Die Zusammenarbeit zwischen Zivilgesellschaft und Regierungen ist von zentraler Bedeutung für die Erreichung einer atomwaffenfreien Welt, was sich nicht zuletzt durch die Erfolge der ersten Vertragsstaatenkonferenz des Atomwaffenverbotsvertrages (AVV) dieses Jahr gezeigt hat. Insbesondere fordern wir die Bundesregierung auf, in ihrem Statement auf der Überprüfungskonferenz des NVV und in den politischen Verhandlungen:

sich dafür einzusetzen, dass konkrete, zeitgebundene und verifizierbare Maßnahmen zur vollständigen nuklearen Abrüstung verabschiedet werden und klarzustellen, dass Modernisierung und Vergrößerung bestehender Arsenale den Verpflichtungen des Art.
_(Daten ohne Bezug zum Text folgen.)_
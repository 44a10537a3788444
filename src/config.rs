//! Configuration types, built from environment variables.

use std::path::PathBuf;
use std::str::FromStr;
use std::time::Duration;

use secrecy::SecretString;

use crate::error::ConfigError;

/// Default IMAP connect + authenticate budget.
pub const DEFAULT_IMAP_CONNECT_TIMEOUT: Duration = Duration::from_secs(20);
/// Default POP3 connect + login budget.
pub const DEFAULT_POP3_CONNECT_TIMEOUT: Duration = Duration::from_secs(10);
/// Delay before the mock POP3 strategy answers.
pub const DEFAULT_MOCK_DELAY: Duration = Duration::from_millis(500);

/// Mailbox login credentials.
#[derive(Debug, Clone)]
pub struct Credentials {
    pub user: String,
    pub password: SecretString,
}

impl Credentials {
    pub fn new(user: impl Into<String>, password: impl Into<String>) -> Self {
        Self {
            user: user.into(),
            password: SecretString::from(password.into()),
        }
    }
}

/// Connection settings for one retrieval protocol (IMAP or POP3).
#[derive(Debug, Clone)]
pub struct MailboxConfig {
    pub host: String,
    pub port: u16,
    /// Implicit TLS on connect.
    pub tls: bool,
    /// Verify the server certificate chain. Only disable for self-signed test servers.
    pub verify_certificates: bool,
    /// `None` when `EMAIL_USER` or `EMAIL_PASS` is missing or empty.
    pub credentials: Option<Credentials>,
    /// Budget for connect + greeting + authentication.
    pub connect_timeout: Duration,
}

/// Which implementation backs POP3 fetches.
#[derive(Debug, Clone, Copy, PartialEq, Eq)]
pub enum Pop3Strategy {
    /// Talk to the configured server.
    Live,
    /// Return canned informational messages (provider blocks POP3).
    Mock,
}

/// Outbound SMTP settings.
#[derive(Debug, Clone)]
pub struct SmtpConfig {
    pub host: String,
    pub port: u16,
    /// Implicit TLS when true, STARTTLS otherwise.
    pub secure: bool,
    pub credentials: Option<Credentials>,
}

/// All mail settings.
#[derive(Debug, Clone)]
pub struct MailConfig {
    pub imap: MailboxConfig,
    pub pop3: MailboxConfig,
    pub pop3_strategy: Pop3Strategy,
    pub mock_delay: Duration,
    pub smtp: SmtpConfig,
}

/// Process configuration. Loaded once at startup, immutable afterwards.
#[derive(Debug, Clone)]
pub struct AppConfig {
    pub port: u16,
    pub db_path: PathBuf,
    pub mail: MailConfig,
}

impl AppConfig {
    /// Build config from the process environment.
    pub fn from_env() -> Result<Self, ConfigError> {
        Self::from_lookup(|key| std::env::var(key).ok())
    }

    /// Build config from an arbitrary key lookup.
    pub fn from_lookup<F>(lookup: F) -> Result<Self, ConfigError>
    where
        F: Fn(&str) -> Option<String>,
    {
        let port = parse_or(&lookup, "PORT", 5000u16)?;
        let db_path = lookup("TODO_DB_PATH")
            .filter(|s| !s.trim().is_empty())
            .map(PathBuf::from)
            .unwrap_or_else(|| PathBuf::from("./data/todos.db"));

        Ok(Self {
            port,
            db_path,
            mail: MailConfig::from_lookup(&lookup)?,
        })
    }
}

impl MailConfig {
    pub fn from_lookup<F>(lookup: &F) -> Result<Self, ConfigError>
    where
        F: Fn(&str) -> Option<String>,
    {
        let credentials = credentials_from(lookup);

        let imap = MailboxConfig {
            host: lookup("IMAP_HOST").unwrap_or_else(|| "imap.gmail.com".to_string()),
            port: parse_or(lookup, "IMAP_PORT", 993u16)?,
            tls: flag_or(lookup, "IMAP_TLS", true),
            verify_certificates: !flag_or(lookup, "IMAP_TLS_SKIP_VERIFY", false),
            credentials: credentials.clone(),
            connect_timeout: secs_or(lookup, "IMAP_CONNECT_TIMEOUT_SECS", DEFAULT_IMAP_CONNECT_TIMEOUT)?,
        };

        let pop3 = MailboxConfig {
            host: lookup("POP3_HOST").unwrap_or_else(|| "pop.gmail.com".to_string()),
            port: parse_or(lookup, "POP3_PORT", 995u16)?,
            tls: flag_or(lookup, "POP3_TLS", true),
            verify_certificates: !flag_or(lookup, "POP3_TLS_SKIP_VERIFY", false),
            credentials: credentials.clone(),
            connect_timeout: secs_or(lookup, "POP3_CONNECT_TIMEOUT_SECS", DEFAULT_POP3_CONNECT_TIMEOUT)?,
        };

        let pop3_strategy = if flag_or(lookup, "USE_POP3_MOCK", false) {
            Pop3Strategy::Mock
        } else {
            Pop3Strategy::Live
        };

        let smtp = SmtpConfig {
            host: lookup("SMTP_HOST").unwrap_or_else(|| "smtp.gmail.com".to_string()),
            port: parse_or(lookup, "SMTP_PORT", 587u16)?,
            secure: flag_or(lookup, "SMTP_SECURE", false),
            credentials,
        };

        Ok(Self {
            imap,
            pop3,
            pop3_strategy,
            mock_delay: DEFAULT_MOCK_DELAY,
            smtp,
        })
    }
}

fn credentials_from<F>(lookup: &F) -> Option<Credentials>
where
    F: Fn(&str) -> Option<String>,
{
    let user = lookup("EMAIL_USER").filter(|s| !s.is_empty())?;
    let password = lookup("EMAIL_PASS").filter(|s| !s.is_empty())?;
    Some(Credentials::new(user, password))
}

fn parse_or<F, T>(lookup: &F, key: &str, default: T) -> Result<T, ConfigError>
where
    F: Fn(&str) -> Option<String>,
    T: FromStr + PartialEq + Default,
    T::Err: std::fmt::Display,
{
    let Some(raw) = lookup(key).filter(|s| !s.trim().is_empty()) else {
        return Ok(default);
    };
    let value = raw.trim().parse::<T>().map_err(|e| ConfigError::InvalidValue {
        key: key.to_string(),
        message: format!("{raw:?}: {e}"),
    })?;
    if value == T::default() {
        return Err(ConfigError::InvalidValue {
            key: key.to_string(),
            message: "must be greater than zero".to_string(),
        });
    }
    Ok(value)
}

fn secs_or<F>(lookup: &F, key: &str, default: Duration) -> Result<Duration, ConfigError>
where
    F: Fn(&str) -> Option<String>,
{
    parse_or(lookup, key, default.as_secs()).map(Duration::from_secs)
}

/// Boolean flags: only `"true"` (any case) or `"1"` enable; unset keeps the default.
fn flag_or<F>(lookup: &F, key: &str, default: bool) -> bool
where
    F: Fn(&str) -> Option<String>,
{
    match lookup(key) {
        Some(v) if !v.trim().is_empty() => {
            let v = v.trim();
            v.eq_ignore_ascii_case("true") || v == "1"
        }
        _ => default,
    }
}
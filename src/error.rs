//! Error types for taskmail.

/// Top-level error type for the service.
#[derive(Debug, thiserror::Error)]
pub enum Error {
    #[error("Configuration error: {0}")]
    Config(#[from] ConfigError),

    #[error("Database error: {0}")]
    Database(#[from] DatabaseError),

    #[error("IO error: {0}")]
    Io(#[from] std::io::Error),
}

/// Configuration-related errors.
#[derive(Debug, thiserror::Error)]
pub enum ConfigError {
    #[error("Invalid configuration value for {key}: {message}")]
    InvalidValue { key: String, message: String },
}

/// Database-related errors.
#[derive(Debug, thiserror::Error)]
pub enum DatabaseError {
    #[error("Connection pool error: {0}")]
    Pool(String),

    #[error("Query failed: {0}")]
    Query(String),

    #[error("Entity not found: {entity} with id {id}")]
    NotFound { entity: String, id: String },

    #[error("Migration failed: {0}")]
    Migration(String),
}

/// Mail transport, protocol and parsing errors.
///
/// These never leave the fetch surface as errors: the IMAP and POP3 state
/// machines fold them into placeholder records. The SMTP path reports them
/// in its `SendOutcome`.
#[derive(Debug, thiserror::Error)]
pub enum MailError {
    #[error("Connection to {host}:{port} failed: {reason}")]
    Connect {
        host: String,
        port: u16,
        reason: String,
    },

    #[error("TLS error: {0}")]
    Tls(String),

    #[error("IO error: {0}")]
    Io(#[from] std::io::Error),

    #[error("Server rejected {command}: {response}")]
    Rejected { command: String, response: String },

    #[error("Command {command} issued in invalid protocol state")]
    InvalidState { command: String },

    #[error("Protocol error: {0}")]
    Protocol(String),

    #[error("Failed to parse message: {0}")]
    Parse(String),

    #[error("Failed to send email: {0}")]
    Send(String),
}

/// Result type alias for the service.
pub type Result<T> = std::result::Result<T, Error>;
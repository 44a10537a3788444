//! Version-tracked schema migrations for the libSQL todo store.
//!
//! Each migration has a version number and SQL. `run_migrations()` reads
//! the current version from `_migrations` and applies only newer ones, in order.

use libsql::Connection;
use tracing::info;

use crate::error::DatabaseError;

struct Migration {
    version: i64,
    name: &'static str,
    sql: &'static str,
}

/// All migrations in order. Add new versions to the end.
static MIGRATIONS: &[Migration] = &[
    Migration {
        version: 1,
        name: "todos",
        sql: r#"
            CREATE TABLE IF NOT EXISTS todos (
                id TEXT PRIMARY KEY,
                title TEXT NOT NULL,
                description TEXT NOT NULL DEFAULT '',
                completed INTEGER NOT NULL DEFAULT 0,
                created_at TEXT NOT NULL
            );
            CREATE INDEX IF NOT EXISTS idx_todos_created_at ON todos(created_at);
        "#,
    },
];

/// Apply all pending migrations.
pub async fn run_migrations(conn: &Connection) -> Result<(), DatabaseError> {
    conn.execute(
        "CREATE TABLE IF NOT EXISTS _migrations (
            version INTEGER PRIMARY KEY,
            name TEXT NOT NULL,
            applied_at TEXT NOT NULL DEFAULT (datetime('now'))
        )",
        (),
    )
    .await
    .map_err(|e| DatabaseError::Migration(format!("Failed to create _migrations table: {e}")))?;

    let current_version = current_version(conn).await?;

    for migration in MIGRATIONS.iter().filter(|m| m.version > current_version) {
        info!(
            version = migration.version,
            name = migration.name,
            "Applying migration"
        );
        conn.execute_batch(migration.sql).await.map_err(|e| {
            DatabaseError::Migration(format!(
                "Migration V{} ({}) failed: {e}",
                migration.version, migration.name
            ))
        })?;
        record_version(conn, migration.version, migration.name).await?;
    }

    Ok(())
}

/// Highest applied migration version, 0 for a fresh database.
pub async fn current_version(conn: &Connection) -> Result<i64, DatabaseError> {
    let mut rows = conn
        .query("SELECT COALESCE(MAX(version), 0) FROM _migrations", ())
        .await
        .map_err(|e| DatabaseError::Migration(format!("Failed to query migration version: {e}")))?;

    let row = rows
        .next()
        .await
        .map_err(|e| DatabaseError::Migration(format!("Failed to read migration version: {e}")))?;

    match row {
        Some(row) => row
            .get::<i64>(0)
            .map_err(|e| DatabaseError::Migration(format!("Failed to parse migration version: {e}"))),
        None => Ok(0),
    }
}

async fn record_version(conn: &Connection, version: i64, name: &str) -> Result<(), DatabaseError> {
    conn.execute(
        "INSERT OR IGNORE INTO _migrations (version, name) VALUES (?1, ?2)",
        libsql::params![version, name],
    )
    .await
    .map_err(|e| DatabaseError::Migration(format!("Failed to record migration V{version}: {e}")))?;
    Ok(())
}
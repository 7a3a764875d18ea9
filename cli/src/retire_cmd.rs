//! `flag-retire` command
//!
//! Finds expired or deprecated feature flags in the registry source,
//! rewrites their call sites and deletes their declarations.
//!
//! ## Usage
//!
//! - `flag-retire` : dry run over every expired flag
//! - `flag-retire --flag=<ID>` : restrict to one flag
//! - `flag-retire --create-pr` : apply; one branch and commit per flag, then
//!   print the manual pull request steps
//!
//! ## Exit Codes
//!
//! - 0: Success, or nothing to do
//! - 1: Registry, file or git error

use std::path::PathBuf;

use anyhow::Context;
use chrono::NaiveDate;
use clap::Parser;
use flagkit_codemod::config::ConfigLoader;
use flagkit_codemod::{RetireRequest, RetirementEngine, RunMode, render_report_lines};
use flagkit_flags::{Clock, FixedClock, SystemClock};
use flagkit_git_tooling::GitRepo;

/// Retire expired feature flags
#[derive(Debug, Parser)]
#[command(name = "flag-retire", version)]
pub struct RetireCli {
    /// Only consider this flag
    #[arg(long = "flag", value_name = "FLAG-ID")]
    pub flag: Option<String>,

    /// Print the plan without touching any file (the default)
    #[arg(long = "dry-run")]
    pub dry_run: bool,

    /// Apply: rewrite, branch, commit, push, and print PR instructions
    #[arg(long = "create-pr")]
    pub create_pr: bool,

    /// Repository root (defaults to current directory)
    #[arg(short = 'C', long = "cwd", value_name = "DIR")]
    pub cwd: Option<PathBuf>,

    /// Config file (defaults to ./flagkit.toml, then the user config dir)
    #[arg(long = "config", value_name = "FILE")]
    pub config: Option<PathBuf>,

    /// Registry source file, relative to the repository root
    #[arg(long = "registry", value_name = "PATH")]
    pub registry: Option<PathBuf>,

    /// Audit as of the end of this date instead of now
    #[arg(long = "today", value_name = "YYYY-MM-DD", value_parser = parse_date)]
    pub today: Option<NaiveDate>,

    /// Output as JSON instead of text
    #[arg(long = "json", short = 'j')]
    pub json: bool,
}

fn parse_date(raw: &str) -> Result<NaiveDate, String> {
    NaiveDate::parse_from_str(raw, "%Y-%m-%d").map_err(|err| format!("{raw}: {err}"))
}

impl RetireCli {
    /// `--dry-run` always wins over `--create-pr`.
    pub fn mode(&self) -> RunMode {
        if self.create_pr && !self.dry_run {
            RunMode::Apply
        } else {
            RunMode::Simulate
        }
    }

    pub fn run(self) -> anyhow::Result<()> {
        let mode = self.mode();
        let cwd = match self.cwd {
            Some(cwd) => cwd,
            None => std::env::current_dir().context("resolving current directory")?,
        };

        let mut config = ConfigLoader::load_for(&cwd, self.config.as_deref())?;
        if let Some(registry) = self.registry {
            config.registry.path = registry;
        }

        let now = match self.today {
            Some(date) => FixedClock::end_of(date).now(),
            None => SystemClock.now(),
        };
        let request = RetireRequest {
            target: self.flag,
            now,
            mode,
        };
        tracing::debug!(cwd = %cwd.display(), ?request, "Starting flag retirement");

        let engine = RetirementEngine::new(&cwd, config, GitRepo::new(&cwd));
        let report = engine.run(&request)?;

        if self.json {
            println!("{}", serde_json::to_string_pretty(&report)?);
        } else {
            for line in render_report_lines(&report) {
                println!("{line}");
            }
        }
        Ok(())
    }
}
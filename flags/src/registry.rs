//! Static flag table.

use std::collections::HashMap;

use crate::error::{FlagError, Result};
use crate::overrides::ForceOverrides;
use crate::types::FlagDefinition;

/// Read-only table of flag definitions, in declaration order.
#[derive(Debug, Clone, Default)]
pub struct FlagRegistry {
    flags: Vec<FlagDefinition>,
    index: HashMap<String, usize>,
}

impl FlagRegistry {
    pub fn from_definitions<I>(definitions: I) -> Result<Self>
    where
        I: IntoIterator<Item = FlagDefinition>,
    {
        let mut flags = Vec::new();
        let mut index = HashMap::new();
        for definition in definitions {
            if index.contains_key(&definition.id) {
                return Err(FlagError::DuplicateFlag(definition.id));
            }
            index.insert(definition.id.clone(), flags.len());
            flags.push(definition);
        }
        Ok(Self { flags, index })
    }

    /// Apply env-level force overrides on top of the declared definitions.
    /// Overrides for ids that are not registered are ignored with a warning.
    pub fn with_overrides(mut self, overrides: &ForceOverrides) -> Self {
        for id in overrides.unknown_ids(self.ids()) {
            tracing::warn!(flag = %id, "Force override names an unregistered feature flag");
        }
        for flag in &mut self.flags {
            if overrides.enables(&flag.id) {
                flag.force_enabled = true;
            }
            if overrides.disables(&flag.id) {
                flag.force_disabled = true;
            }
        }
        self
    }

    pub fn get(&self, id: &str) -> Option<&FlagDefinition> {
        self.index.get(id).map(|&i| &self.flags[i])
    }

    pub fn config(&self, id: &str) -> Result<&FlagDefinition> {
        self.get(id)
            .ok_or_else(|| FlagError::UnknownFlag(id.to_string()))
    }

    pub fn contains(&self, id: &str) -> bool {
        self.index.contains_key(id)
    }

    pub fn ids(&self) -> impl Iterator<Item = &str> {
        self.flags.iter().map(|f| f.id.as_str())
    }

    pub fn iter(&self) -> impl Iterator<Item = &FlagDefinition> {
        self.flags.iter()
    }

    pub fn len(&self) -> usize {
        self.flags.len()
    }

    pub fn is_empty(&self) -> bool {
        self.flags.is_empty()
    }
}
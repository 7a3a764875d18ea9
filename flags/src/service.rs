//! Constructor-injected flag service used by the host application.

use std::collections::BTreeMap;
use std::collections::HashMap;
use std::sync::Arc;
use std::sync::atomic::{AtomicU64, Ordering};

use serde::Serialize;

use crate::clock::{Clock, SystemClock};
use crate::error::Result;
use crate::evaluator::{ExpiryStatus, decide, expiry_status};
use crate::registry::FlagRegistry;
use crate::telemetry::{TelemetrySink, UsageBuffer, UsageRecord};
use crate::types::{EvaluationContext, FlagDefinition, LifecycleStage};

/// Per-flag observability snapshot.
#[derive(Debug, Clone, PartialEq, Eq, Serialize)]
pub struct UsageStats {
    pub usage_count: u64,
    pub lifecycle_stage: LifecycleStage,
    pub is_expired: bool,
}

pub struct FlagService {
    registry: FlagRegistry,
    usage: HashMap<String, AtomicU64>,
    clock: Arc<dyn Clock>,
    sink: Arc<dyn TelemetrySink>,
}

impl FlagService {
    pub fn new(
        registry: FlagRegistry,
        clock: Arc<dyn Clock>,
        sink: Arc<dyn TelemetrySink>,
    ) -> Self {
        let usage = registry
            .ids()
            .map(|id| (id.to_string(), AtomicU64::new(0)))
            .collect();
        Self {
            registry,
            usage,
            clock,
            sink,
        }
    }

    /// System clock and an in-memory [`UsageBuffer`].
    pub fn with_defaults(registry: FlagRegistry) -> Self {
        Self::new(
            registry,
            Arc::new(SystemClock),
            Arc::new(UsageBuffer::new()),
        )
    }

    pub fn registry(&self) -> &FlagRegistry {
        &self.registry
    }

    /// Evaluate `flag_id` for `ctx` and record the usage.
    ///
    /// Fails only for ids that are not registered.
    pub fn is_enabled(&self, flag_id: &str, ctx: &EvaluationContext) -> Result<bool> {
        let flag = self.registry.config(flag_id)?;
        self.warn_if_expired(flag);
        let enabled = decide(flag, ctx);
        self.record(flag, ctx, enabled);
        Ok(enabled)
    }

    /// Side-effecting half of an evaluation: bump the usage counter and hand
    /// a record to the telemetry sink. Sink failures are logged and dropped.
    pub fn record(&self, flag: &FlagDefinition, ctx: &EvaluationContext, enabled: bool) {
        if let Some(counter) = self.usage.get(&flag.id) {
            counter.fetch_add(1, Ordering::Relaxed);
        }

        let record = UsageRecord {
            flag_id: flag.id.clone(),
            enabled,
            role: ctx.role.clone(),
            mode: ctx.mode,
            screen_name: ctx.screen_name.clone(),
            timestamp: self.clock.now(),
        };
        if let Err(err) = self.sink.record(record) {
            tracing::warn!(flag = %flag.id, error = %err, "Failed to record feature flag usage");
        }
    }

    pub fn feature_config(&self, flag_id: &str) -> Result<&FlagDefinition> {
        self.registry.config(flag_id)
    }

    pub fn all_feature_names(&self) -> Vec<&str> {
        self.registry.ids().collect()
    }

    pub fn usage_count(&self, flag_id: &str) -> Option<u64> {
        self.usage
            .get(flag_id)
            .map(|counter| counter.load(Ordering::Relaxed))
    }

    pub fn usage_stats(&self) -> BTreeMap<String, UsageStats> {
        let now = self.clock.now();
        self.registry
            .iter()
            .map(|flag| {
                let stats = UsageStats {
                    usage_count: self.usage_count(&flag.id).unwrap_or(0),
                    lifecycle_stage: flag.lifecycle_stage,
                    is_expired: expiry_status(flag, now).is_expired(),
                };
                (flag.id.clone(), stats)
            })
            .collect()
    }

    /// Drain the telemetry sink for an external collector.
    pub fn collect_usage_data(&self) -> Vec<UsageRecord> {
        self.sink.drain()
    }

    fn warn_if_expired(&self, flag: &FlagDefinition) {
        match expiry_status(flag, self.clock.now()) {
            ExpiryStatus::Expired { expires_at } => {
                tracing::warn!(
                    flag = %flag.id,
                    owner = %flag.owner_or_unknown(),
                    replaced_by = flag.replaced_by.as_deref().unwrap_or("none"),
                    expired_at = %expires_at.date_naive(),
                    "Feature flag has expired and should be removed"
                );
            }
            ExpiryStatus::Malformed { raw } => {
                tracing::warn!(
                    flag = %flag.id,
                    expires_at = %raw,
                    "Feature flag has an unparseable expiry date; treating as not expired"
                );
            }
            ExpiryStatus::NoExpiry | ExpiryStatus::Active { .. } => {}
        }
    }
}

impl std::fmt::Debug for FlagService {
    fn fmt(&self, f: &mut std::fmt::Formatter<'_>) -> std::fmt::Result {
        f.debug_struct("FlagService")
            .field("flags", &self.registry.len())
            .finish_non_exhaustive()
    }
}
VI des NVV widersprechen;
jegliche Drohungen eines atomaren Einsatzes und speziell die Drohungen Russlands deutlich zu verurteilen;
zu bekräftigen, dass Atomwaffen die internationale Stabilität und
Sicherheit gefährden, humanitäres Leid verursachen und das Eskalationspotential eines Konflikts steigern;

das Inkrafttreten des AVV und die Erfolge der ersten Vertragsstaatenkonferenz des AVV zu begrüßen;
die Vereinbarkeit von NVV und AVV anzuerkennen und klarzustellen, dass sich der AVV in das internationale nukleare Rüstungskontrollregime einfügt und dieses stärkend ergänzt;
anzuerkennen, dass der AVV ein Beitrag für die Erfüllung des Art. VI des NVV ist;

die humanitären Auswirkungen von Atomwaffen, insbesondere die gender und altersspezifischen Folgen, anzuerkennen;

sich dafür einzusetzen, dass die Überprüfungskonferenz des NVV den AVV in Statements und politischen Dokumenten positiv aufgreift;

die durch Atomwaffentests und Einsätze entstandenen Schäden anzuerkennen und zu internationaler Kooperation für Opferhilfe und Umweltsanierung im Zusammenhang mit Art. VI und VII des AVV aufzurufen.

Wir senden Ihnen diese Forderungen zur Überprüfungskonferenz des NVV in der Hoffnung, dass Sie diese für das Wohl aller von Atomwaffen bedrohten und betroffenen Menschen umsetzen.